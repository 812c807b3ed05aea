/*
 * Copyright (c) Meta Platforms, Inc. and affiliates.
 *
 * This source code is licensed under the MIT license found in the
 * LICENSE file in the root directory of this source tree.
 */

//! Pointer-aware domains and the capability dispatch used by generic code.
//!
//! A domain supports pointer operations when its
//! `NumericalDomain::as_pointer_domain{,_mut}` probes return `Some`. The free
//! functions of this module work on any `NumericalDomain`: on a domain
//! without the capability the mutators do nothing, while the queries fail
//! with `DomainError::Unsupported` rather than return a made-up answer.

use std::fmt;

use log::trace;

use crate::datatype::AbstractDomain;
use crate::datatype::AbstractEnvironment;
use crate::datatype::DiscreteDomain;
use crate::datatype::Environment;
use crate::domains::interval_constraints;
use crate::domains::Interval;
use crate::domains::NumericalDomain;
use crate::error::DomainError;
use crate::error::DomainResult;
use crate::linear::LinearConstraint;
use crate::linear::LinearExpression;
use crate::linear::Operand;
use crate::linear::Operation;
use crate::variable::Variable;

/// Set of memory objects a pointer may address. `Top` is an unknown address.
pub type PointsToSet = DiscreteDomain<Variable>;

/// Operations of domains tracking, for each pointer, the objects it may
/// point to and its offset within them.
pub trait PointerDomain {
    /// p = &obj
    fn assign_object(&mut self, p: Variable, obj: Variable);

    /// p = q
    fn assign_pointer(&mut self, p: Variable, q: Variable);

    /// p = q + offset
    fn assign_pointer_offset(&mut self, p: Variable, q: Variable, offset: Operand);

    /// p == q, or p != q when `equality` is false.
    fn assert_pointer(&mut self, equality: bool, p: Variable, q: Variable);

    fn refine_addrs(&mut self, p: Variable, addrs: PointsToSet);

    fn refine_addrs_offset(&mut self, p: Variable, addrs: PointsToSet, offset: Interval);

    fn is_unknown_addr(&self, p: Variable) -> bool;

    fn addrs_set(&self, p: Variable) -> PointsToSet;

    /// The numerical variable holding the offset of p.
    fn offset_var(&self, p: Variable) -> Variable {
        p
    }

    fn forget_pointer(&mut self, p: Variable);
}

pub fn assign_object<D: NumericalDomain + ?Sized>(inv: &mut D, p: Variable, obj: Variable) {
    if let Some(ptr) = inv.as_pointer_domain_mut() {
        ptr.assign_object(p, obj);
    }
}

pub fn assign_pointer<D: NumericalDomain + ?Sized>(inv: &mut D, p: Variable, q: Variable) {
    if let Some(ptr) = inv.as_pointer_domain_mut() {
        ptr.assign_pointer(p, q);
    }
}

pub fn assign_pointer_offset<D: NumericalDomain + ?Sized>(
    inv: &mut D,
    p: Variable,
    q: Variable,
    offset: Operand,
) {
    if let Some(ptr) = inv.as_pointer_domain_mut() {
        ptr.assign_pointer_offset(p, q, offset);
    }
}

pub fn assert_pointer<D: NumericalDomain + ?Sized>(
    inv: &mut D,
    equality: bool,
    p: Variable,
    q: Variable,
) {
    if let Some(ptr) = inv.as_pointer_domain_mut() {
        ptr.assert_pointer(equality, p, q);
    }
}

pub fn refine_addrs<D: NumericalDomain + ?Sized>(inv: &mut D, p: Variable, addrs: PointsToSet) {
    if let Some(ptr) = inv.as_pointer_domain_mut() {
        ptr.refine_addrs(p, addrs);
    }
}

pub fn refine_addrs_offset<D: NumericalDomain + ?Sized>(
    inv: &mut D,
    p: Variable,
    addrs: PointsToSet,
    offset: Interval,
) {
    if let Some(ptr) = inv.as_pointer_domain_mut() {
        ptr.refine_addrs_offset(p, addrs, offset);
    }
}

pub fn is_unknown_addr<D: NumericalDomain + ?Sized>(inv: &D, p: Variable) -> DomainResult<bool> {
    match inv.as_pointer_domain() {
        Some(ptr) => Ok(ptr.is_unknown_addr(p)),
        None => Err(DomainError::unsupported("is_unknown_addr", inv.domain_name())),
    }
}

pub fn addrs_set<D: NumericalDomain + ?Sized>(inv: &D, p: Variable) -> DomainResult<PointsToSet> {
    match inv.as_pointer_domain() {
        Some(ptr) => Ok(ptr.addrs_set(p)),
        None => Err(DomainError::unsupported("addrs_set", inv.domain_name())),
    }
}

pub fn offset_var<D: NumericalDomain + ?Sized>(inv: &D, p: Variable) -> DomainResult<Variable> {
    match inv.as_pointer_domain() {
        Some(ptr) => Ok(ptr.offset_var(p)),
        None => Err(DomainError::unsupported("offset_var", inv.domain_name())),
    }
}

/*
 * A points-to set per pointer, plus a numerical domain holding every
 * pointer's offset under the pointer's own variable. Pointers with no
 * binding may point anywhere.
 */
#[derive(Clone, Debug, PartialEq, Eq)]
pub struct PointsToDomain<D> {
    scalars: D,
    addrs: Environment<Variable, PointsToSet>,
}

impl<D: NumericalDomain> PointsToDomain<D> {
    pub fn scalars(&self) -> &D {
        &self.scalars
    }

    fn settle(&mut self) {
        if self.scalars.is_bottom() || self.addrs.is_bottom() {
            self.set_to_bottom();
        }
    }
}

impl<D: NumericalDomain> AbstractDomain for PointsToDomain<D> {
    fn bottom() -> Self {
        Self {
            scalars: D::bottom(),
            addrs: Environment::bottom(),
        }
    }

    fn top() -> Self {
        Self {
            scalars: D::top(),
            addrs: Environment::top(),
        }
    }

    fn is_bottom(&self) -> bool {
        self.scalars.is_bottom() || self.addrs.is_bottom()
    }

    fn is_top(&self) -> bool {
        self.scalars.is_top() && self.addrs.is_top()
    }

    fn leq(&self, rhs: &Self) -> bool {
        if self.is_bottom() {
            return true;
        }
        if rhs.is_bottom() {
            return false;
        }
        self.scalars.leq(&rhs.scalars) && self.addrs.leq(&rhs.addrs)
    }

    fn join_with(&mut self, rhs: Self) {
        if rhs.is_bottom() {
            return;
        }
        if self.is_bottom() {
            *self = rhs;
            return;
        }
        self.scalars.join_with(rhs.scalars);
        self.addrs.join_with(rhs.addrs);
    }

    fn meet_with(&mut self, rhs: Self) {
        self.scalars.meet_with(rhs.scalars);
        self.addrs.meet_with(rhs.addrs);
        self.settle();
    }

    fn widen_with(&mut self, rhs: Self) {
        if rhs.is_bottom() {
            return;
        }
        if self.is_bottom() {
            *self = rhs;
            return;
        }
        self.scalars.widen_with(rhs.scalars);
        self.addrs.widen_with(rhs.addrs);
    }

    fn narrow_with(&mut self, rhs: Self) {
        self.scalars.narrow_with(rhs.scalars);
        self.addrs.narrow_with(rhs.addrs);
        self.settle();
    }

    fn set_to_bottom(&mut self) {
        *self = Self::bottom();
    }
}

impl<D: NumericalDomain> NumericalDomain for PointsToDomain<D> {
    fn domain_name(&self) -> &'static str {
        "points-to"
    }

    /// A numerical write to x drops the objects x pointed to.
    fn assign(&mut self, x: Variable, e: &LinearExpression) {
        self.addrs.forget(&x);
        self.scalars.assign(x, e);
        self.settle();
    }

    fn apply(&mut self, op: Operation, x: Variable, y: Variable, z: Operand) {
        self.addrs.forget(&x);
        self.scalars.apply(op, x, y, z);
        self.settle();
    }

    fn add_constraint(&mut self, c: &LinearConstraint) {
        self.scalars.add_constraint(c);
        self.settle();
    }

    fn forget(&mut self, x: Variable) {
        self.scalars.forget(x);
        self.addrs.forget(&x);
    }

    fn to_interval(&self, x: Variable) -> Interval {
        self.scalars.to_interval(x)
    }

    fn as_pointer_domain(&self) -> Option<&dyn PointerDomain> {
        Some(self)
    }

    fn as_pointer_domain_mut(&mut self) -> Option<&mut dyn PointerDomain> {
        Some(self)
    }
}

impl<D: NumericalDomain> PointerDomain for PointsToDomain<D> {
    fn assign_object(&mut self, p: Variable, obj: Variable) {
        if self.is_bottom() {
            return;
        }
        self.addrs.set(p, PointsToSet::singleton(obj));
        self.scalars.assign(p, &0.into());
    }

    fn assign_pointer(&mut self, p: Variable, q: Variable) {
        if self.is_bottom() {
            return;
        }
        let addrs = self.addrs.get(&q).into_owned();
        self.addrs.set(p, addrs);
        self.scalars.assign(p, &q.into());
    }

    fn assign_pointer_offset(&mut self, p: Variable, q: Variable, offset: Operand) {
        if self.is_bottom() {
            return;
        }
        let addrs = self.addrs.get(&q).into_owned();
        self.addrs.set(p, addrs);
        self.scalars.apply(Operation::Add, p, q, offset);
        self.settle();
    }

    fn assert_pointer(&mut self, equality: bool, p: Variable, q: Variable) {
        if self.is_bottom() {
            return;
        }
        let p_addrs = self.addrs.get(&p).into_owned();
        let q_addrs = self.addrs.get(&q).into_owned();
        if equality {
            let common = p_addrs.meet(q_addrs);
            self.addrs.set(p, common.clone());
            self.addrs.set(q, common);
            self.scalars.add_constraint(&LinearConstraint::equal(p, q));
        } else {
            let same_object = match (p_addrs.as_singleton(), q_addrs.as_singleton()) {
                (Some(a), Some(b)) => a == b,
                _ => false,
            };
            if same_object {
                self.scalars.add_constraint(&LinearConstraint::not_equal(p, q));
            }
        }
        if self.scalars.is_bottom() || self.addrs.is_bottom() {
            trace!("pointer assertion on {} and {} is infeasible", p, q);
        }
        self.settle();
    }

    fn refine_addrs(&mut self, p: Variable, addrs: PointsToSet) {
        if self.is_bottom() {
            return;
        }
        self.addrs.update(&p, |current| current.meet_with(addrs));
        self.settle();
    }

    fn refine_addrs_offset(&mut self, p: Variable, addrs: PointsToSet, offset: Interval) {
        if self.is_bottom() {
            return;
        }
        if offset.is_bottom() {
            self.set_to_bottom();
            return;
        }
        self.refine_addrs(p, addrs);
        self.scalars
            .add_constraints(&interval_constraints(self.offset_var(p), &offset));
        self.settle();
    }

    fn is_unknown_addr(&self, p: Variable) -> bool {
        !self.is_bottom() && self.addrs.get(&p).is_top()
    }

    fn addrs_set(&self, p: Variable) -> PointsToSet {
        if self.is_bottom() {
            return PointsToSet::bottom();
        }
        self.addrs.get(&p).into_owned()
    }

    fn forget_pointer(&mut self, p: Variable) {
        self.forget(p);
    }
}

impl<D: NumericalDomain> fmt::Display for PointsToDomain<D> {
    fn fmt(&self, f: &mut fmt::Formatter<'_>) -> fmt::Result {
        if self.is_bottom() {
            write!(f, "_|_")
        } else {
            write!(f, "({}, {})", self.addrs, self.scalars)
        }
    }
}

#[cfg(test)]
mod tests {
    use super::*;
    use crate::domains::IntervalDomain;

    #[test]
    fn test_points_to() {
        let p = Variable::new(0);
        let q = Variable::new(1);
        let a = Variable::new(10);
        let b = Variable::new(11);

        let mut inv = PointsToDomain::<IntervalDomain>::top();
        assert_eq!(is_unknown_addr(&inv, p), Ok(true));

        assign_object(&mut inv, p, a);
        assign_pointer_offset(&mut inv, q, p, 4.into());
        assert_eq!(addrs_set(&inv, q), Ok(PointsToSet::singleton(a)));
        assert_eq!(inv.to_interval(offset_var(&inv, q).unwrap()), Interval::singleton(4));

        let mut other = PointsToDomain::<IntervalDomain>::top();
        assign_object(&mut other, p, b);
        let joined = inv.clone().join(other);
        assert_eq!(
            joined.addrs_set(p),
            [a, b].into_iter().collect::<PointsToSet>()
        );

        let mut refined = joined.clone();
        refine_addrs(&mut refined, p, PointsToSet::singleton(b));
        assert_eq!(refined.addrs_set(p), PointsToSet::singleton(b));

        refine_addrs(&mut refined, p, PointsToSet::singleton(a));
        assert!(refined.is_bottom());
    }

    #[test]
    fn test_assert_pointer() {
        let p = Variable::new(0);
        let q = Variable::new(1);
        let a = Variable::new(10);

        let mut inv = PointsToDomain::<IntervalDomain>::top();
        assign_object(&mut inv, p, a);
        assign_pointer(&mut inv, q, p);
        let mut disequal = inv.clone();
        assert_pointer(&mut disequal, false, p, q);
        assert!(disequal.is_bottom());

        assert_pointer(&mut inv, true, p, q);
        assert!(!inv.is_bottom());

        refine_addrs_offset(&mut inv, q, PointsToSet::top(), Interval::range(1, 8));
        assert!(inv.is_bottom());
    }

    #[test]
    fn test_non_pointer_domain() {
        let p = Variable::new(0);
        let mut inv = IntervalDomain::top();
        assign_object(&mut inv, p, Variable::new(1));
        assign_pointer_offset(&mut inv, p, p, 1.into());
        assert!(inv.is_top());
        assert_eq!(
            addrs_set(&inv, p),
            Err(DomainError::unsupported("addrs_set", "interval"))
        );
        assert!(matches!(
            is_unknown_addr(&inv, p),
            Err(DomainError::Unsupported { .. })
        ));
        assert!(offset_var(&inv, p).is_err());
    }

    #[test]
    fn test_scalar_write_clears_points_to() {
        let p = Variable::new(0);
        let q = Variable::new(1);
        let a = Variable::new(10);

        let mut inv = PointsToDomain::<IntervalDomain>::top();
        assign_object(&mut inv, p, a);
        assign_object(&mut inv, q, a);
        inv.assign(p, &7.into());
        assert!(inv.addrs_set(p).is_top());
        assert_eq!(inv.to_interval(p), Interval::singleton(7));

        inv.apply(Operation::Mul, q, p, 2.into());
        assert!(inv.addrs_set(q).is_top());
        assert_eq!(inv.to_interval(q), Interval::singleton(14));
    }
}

####

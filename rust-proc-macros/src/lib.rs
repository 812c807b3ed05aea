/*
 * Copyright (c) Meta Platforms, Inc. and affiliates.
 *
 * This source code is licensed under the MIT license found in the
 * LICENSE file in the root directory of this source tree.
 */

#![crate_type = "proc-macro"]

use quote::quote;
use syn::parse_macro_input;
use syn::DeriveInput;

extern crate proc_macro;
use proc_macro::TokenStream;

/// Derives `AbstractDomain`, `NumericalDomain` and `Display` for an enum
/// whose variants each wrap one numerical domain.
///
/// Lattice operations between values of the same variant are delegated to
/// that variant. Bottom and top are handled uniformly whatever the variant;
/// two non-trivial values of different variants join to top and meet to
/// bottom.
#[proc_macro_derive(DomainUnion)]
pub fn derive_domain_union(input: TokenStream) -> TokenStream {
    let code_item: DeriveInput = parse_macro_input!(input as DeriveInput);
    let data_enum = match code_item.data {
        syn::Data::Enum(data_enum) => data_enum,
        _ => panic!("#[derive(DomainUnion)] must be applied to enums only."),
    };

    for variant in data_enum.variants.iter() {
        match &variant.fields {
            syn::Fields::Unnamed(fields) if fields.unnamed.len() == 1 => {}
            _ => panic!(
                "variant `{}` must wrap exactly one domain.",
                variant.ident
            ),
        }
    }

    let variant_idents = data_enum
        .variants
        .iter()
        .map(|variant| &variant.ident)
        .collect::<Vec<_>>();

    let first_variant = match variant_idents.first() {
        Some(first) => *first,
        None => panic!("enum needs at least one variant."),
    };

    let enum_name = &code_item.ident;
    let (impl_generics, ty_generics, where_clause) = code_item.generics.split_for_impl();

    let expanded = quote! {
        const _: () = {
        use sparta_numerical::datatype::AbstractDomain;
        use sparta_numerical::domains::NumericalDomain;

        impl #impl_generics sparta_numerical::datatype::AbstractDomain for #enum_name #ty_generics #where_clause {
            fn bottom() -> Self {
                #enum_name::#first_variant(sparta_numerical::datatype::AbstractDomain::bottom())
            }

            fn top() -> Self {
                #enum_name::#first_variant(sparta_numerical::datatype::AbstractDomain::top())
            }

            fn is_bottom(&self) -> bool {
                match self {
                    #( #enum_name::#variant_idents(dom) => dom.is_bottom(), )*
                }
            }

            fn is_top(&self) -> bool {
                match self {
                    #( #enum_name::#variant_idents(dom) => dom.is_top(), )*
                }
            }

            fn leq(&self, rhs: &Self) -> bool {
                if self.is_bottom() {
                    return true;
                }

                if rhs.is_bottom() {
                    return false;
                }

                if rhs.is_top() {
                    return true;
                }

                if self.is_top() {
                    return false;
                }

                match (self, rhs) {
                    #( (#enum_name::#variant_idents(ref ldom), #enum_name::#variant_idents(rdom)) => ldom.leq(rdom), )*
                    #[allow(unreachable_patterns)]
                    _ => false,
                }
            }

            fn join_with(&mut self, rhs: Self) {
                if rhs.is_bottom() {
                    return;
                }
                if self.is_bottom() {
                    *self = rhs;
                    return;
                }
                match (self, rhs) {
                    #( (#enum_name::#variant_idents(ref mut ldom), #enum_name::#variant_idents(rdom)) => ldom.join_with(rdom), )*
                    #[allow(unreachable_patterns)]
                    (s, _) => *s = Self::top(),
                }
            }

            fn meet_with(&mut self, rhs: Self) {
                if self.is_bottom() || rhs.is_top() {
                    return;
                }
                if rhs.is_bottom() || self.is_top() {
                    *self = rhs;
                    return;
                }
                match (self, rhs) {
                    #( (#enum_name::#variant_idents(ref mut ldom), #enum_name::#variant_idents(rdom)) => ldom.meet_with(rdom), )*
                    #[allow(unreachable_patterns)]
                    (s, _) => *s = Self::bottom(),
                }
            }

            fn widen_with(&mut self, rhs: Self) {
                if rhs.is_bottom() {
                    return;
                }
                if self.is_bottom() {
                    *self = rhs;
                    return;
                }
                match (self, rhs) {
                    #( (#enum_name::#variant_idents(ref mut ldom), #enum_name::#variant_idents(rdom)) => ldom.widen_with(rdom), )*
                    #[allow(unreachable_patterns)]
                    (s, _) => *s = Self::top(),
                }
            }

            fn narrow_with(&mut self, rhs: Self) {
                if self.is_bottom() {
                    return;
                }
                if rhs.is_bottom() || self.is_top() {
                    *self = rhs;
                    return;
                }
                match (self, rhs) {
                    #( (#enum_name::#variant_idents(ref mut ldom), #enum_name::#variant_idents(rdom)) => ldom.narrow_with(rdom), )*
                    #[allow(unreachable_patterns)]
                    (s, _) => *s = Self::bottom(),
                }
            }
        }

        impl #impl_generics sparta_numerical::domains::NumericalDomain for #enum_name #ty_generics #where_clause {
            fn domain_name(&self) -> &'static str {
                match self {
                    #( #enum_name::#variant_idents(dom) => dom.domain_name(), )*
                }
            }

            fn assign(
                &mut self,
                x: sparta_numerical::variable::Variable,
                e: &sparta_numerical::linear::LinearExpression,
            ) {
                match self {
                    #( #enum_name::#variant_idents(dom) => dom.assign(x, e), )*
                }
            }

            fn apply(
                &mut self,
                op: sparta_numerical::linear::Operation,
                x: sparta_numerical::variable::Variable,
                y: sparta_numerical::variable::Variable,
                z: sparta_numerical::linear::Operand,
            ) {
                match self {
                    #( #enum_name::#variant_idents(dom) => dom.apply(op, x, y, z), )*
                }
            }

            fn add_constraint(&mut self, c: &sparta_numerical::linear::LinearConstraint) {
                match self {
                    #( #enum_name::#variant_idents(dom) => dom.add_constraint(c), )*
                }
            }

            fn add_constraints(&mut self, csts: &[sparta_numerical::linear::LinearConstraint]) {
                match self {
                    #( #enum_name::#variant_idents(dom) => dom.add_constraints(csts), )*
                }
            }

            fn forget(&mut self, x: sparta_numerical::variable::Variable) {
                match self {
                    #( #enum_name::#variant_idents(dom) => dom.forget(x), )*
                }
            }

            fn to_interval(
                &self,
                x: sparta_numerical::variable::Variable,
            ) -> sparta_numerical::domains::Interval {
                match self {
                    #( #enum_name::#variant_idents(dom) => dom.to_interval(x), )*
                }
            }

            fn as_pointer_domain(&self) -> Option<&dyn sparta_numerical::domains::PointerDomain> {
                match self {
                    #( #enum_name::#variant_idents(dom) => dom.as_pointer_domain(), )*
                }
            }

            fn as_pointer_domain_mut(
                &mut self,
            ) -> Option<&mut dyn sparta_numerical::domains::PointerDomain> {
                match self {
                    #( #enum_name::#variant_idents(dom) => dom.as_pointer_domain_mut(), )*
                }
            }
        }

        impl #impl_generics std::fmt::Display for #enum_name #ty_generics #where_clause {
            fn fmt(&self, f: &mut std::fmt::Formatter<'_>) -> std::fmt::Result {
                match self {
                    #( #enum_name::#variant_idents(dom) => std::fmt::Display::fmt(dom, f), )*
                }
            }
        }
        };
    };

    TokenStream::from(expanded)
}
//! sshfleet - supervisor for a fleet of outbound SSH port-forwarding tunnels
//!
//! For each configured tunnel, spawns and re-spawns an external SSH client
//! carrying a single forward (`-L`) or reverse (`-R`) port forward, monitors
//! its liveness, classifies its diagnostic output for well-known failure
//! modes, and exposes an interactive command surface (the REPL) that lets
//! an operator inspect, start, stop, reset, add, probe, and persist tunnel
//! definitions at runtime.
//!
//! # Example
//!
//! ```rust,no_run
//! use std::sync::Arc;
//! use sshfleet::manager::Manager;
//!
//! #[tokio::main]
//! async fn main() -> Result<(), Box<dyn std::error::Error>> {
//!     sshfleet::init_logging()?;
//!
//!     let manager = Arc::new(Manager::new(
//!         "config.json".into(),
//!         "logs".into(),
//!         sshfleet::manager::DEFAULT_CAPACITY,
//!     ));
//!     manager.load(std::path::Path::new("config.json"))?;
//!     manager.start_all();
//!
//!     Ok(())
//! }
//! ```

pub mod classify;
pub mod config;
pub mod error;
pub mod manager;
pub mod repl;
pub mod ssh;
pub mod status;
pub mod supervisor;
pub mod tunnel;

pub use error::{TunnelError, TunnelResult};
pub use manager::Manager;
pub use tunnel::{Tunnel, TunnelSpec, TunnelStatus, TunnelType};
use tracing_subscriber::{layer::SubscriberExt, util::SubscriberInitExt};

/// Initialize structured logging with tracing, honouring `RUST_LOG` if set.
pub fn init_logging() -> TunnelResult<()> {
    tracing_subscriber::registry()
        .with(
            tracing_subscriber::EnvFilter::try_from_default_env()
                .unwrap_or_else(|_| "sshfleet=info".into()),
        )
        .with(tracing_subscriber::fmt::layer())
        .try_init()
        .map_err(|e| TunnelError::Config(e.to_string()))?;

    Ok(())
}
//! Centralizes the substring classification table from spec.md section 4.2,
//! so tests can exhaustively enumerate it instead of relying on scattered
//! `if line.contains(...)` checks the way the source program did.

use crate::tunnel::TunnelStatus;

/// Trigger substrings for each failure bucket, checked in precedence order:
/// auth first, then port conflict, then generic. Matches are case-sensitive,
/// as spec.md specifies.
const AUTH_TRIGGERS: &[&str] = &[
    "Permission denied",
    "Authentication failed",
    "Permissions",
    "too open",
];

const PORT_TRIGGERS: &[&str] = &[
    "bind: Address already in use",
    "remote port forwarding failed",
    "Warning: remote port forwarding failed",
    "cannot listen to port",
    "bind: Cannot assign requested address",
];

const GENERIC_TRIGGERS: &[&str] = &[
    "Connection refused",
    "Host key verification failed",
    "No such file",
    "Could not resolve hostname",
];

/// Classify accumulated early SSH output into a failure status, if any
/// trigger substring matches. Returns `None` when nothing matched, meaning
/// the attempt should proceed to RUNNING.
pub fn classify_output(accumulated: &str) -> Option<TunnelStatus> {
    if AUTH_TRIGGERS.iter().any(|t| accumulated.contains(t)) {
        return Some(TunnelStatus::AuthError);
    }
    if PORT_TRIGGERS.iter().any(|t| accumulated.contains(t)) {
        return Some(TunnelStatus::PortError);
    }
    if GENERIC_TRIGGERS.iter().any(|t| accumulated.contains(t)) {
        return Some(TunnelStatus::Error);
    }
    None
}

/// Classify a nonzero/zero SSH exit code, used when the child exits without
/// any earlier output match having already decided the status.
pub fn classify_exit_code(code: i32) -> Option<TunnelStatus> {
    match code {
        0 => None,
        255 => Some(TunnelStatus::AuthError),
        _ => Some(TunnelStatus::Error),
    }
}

####

Using the data above, report the number of lines that contain the string "must", and only that number.

§ **Response**
2